PROMPT
Pull every line with the word "Serialize" out of the entries below.

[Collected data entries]
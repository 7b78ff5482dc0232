//! Per-user conversation sessions.
//!
//! A `Session` is the rolling history fed to the model on every turn. The
//! store trait exists so the in-memory map used here can later be swapped
//! for a shared external store without touching the relay pipeline.

pub mod store;

use serde::{Deserialize, Serialize};

pub use store::{MemorySessionStore, SessionStore};

/// Who produced a turn.
#[derive(Debug, Clone, Copy, PartialEq, Eq, Serialize, Deserialize)]
#[serde(rename_all = "snake_case")]
pub enum Role {
    User,
    Model,
}

/// One entry in a session's history.
#[derive(Debug, Clone, PartialEq, Eq, Serialize, Deserialize)]
pub struct Turn {
    pub role: Role,
    pub text: String,
}

impl Turn {
    pub fn user(text: impl Into<String>) -> Self {
        Self {
            role: Role::User,
            text: text.into(),
        }
    }

    pub fn model(text: impl Into<String>) -> Self {
        Self {
            role: Role::Model,
            text: text.into(),
        }
    }
}

/// One user's ongoing conversation.
#[derive(Debug, Clone, PartialEq, Eq, Serialize, Deserialize)]
pub struct Session {
    pub user_id: String,
    pub history: Vec<Turn>,
}

impl Session {
    /// Create a session seeded with the persona turn.
    ///
    /// The seed is local context only: it never triggers a model round trip
    /// and is never shown to the user.
    pub fn seeded(user_id: impl Into<String>, persona: &str) -> Self {
        Self {
            user_id: user_id.into(),
            history: vec![Turn::user(persona)],
        }
    }

    pub fn push_user(&mut self, text: impl Into<String>) {
        self.history.push(Turn::user(text));
    }

    pub fn push_model(&mut self, text: impl Into<String>) {
        self.history.push(Turn::model(text));
    }

    /// Number of turns, including the persona seed.
    pub fn len(&self) -> usize {
        self.history.len()
    }

    pub fn is_empty(&self) -> bool {
        self.history.is_empty()
    }
}

/// Build the persona seed instruction for a new session.
///
/// The wording asks the model not to reply to the seed itself, so the first
/// user-visible reply always corresponds to a real inbound message.
pub fn persona_seed(bot_name: &str, owner_name: &str) -> String {
    format!(
        "I am using the Gemini API to run a personal WhatsApp assistant. \
         From now on you are \"{bot_name}\", created by {owner_name}. \
         Do not give any response to this prompt; it is a pre-prompt that \
         establishes your identity and is sent every time this bot starts. \
         Reply only to the prompts after this one. Remember your new \
         identity is {bot_name}."
    )
}

#[allow(clippy::unwrap_used)]
#[cfg(test)]
mod tests {
    use super::*;

    #[test]
    fn seeded_session_starts_with_persona_turn() {
        let session = Session::seeded("15550001111", &persona_seed("Gembot", "Alex"));
        assert_eq!(session.len(), 1);
        assert_eq!(session.history[0].role, Role::User);
        assert!(session.history[0].text.contains("Gembot"));
        assert!(session.history[0].text.contains("Alex"));
    }

    #[test]
    fn turns_accumulate_in_order() {
        let mut session = Session::seeded("u1", "seed");
        session.push_user("hello");
        session.push_model("hi there");
        session.push_user("how are you?");

        let roles: Vec<Role> = session.history.iter().map(|t| t.role).collect();
        assert_eq!(roles, [Role::User, Role::User, Role::Model, Role::User]);
        assert_eq!(session.history[2].text, "hi there");
    }
}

REPLY TO THE TASK
use serde::{Deserialize, Serialize};
#[derive(Debug, Clone, Copy, PartialEq, Eq, Serialize, Deserialize)]
#[derive(Debug, Clone, PartialEq, Eq, Serialize, Deserialize)]
#[derive(Debug, Clone, PartialEq, Eq, Serialize, Deserialize)]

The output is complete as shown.